___ Records to use

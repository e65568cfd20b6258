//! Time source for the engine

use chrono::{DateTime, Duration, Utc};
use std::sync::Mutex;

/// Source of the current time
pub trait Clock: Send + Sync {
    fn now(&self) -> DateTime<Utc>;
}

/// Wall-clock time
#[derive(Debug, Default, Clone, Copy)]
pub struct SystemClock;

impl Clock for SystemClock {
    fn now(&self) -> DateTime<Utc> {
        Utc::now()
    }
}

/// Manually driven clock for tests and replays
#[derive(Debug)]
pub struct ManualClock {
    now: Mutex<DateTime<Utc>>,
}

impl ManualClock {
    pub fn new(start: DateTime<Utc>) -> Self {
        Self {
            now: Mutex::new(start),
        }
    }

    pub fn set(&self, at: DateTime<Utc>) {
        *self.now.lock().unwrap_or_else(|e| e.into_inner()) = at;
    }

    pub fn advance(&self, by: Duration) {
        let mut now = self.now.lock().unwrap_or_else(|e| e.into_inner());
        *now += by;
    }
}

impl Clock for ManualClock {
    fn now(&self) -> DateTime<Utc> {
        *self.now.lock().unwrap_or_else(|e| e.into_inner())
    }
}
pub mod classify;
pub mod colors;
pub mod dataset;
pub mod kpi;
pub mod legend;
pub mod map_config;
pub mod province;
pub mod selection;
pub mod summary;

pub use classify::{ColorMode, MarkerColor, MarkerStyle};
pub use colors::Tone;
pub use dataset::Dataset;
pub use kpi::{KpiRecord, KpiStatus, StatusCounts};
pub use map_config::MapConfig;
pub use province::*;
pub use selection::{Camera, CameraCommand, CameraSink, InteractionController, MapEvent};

______
___ Records to use

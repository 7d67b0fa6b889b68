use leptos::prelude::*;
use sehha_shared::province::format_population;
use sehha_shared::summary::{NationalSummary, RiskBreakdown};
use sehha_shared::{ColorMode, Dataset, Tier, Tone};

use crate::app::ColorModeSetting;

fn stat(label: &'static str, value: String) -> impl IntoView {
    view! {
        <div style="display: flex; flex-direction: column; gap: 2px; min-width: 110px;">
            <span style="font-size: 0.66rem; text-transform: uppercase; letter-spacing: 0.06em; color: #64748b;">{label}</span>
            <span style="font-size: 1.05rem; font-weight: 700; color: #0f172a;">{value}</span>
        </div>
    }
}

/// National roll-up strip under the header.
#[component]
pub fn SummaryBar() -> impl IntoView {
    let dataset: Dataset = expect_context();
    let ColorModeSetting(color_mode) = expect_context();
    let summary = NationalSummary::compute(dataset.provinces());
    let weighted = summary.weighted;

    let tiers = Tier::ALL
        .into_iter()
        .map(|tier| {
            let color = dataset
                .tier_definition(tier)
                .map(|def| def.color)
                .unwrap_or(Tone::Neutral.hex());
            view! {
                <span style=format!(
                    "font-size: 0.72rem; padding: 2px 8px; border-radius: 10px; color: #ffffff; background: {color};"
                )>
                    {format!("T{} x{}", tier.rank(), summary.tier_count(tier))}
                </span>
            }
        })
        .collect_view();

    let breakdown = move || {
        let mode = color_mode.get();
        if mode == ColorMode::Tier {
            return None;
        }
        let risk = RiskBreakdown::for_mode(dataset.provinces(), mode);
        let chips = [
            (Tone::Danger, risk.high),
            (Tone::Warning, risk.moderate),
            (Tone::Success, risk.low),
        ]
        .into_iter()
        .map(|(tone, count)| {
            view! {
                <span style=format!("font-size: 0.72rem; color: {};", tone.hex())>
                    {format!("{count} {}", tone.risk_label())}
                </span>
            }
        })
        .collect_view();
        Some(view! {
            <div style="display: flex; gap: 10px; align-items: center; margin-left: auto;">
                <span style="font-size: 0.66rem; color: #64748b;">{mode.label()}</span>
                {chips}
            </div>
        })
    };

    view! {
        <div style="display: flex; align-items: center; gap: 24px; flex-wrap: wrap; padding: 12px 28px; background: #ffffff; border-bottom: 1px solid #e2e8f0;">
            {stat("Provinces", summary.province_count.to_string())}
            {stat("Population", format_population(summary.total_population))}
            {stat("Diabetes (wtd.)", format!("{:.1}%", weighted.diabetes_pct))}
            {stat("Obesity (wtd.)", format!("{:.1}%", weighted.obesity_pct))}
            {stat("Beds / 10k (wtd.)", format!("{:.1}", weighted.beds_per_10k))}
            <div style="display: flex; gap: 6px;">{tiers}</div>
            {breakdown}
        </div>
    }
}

______

Exercise directions =>
Report the number of lines above containing the string "repository" as your sole answer.

Response to the exercise =>
2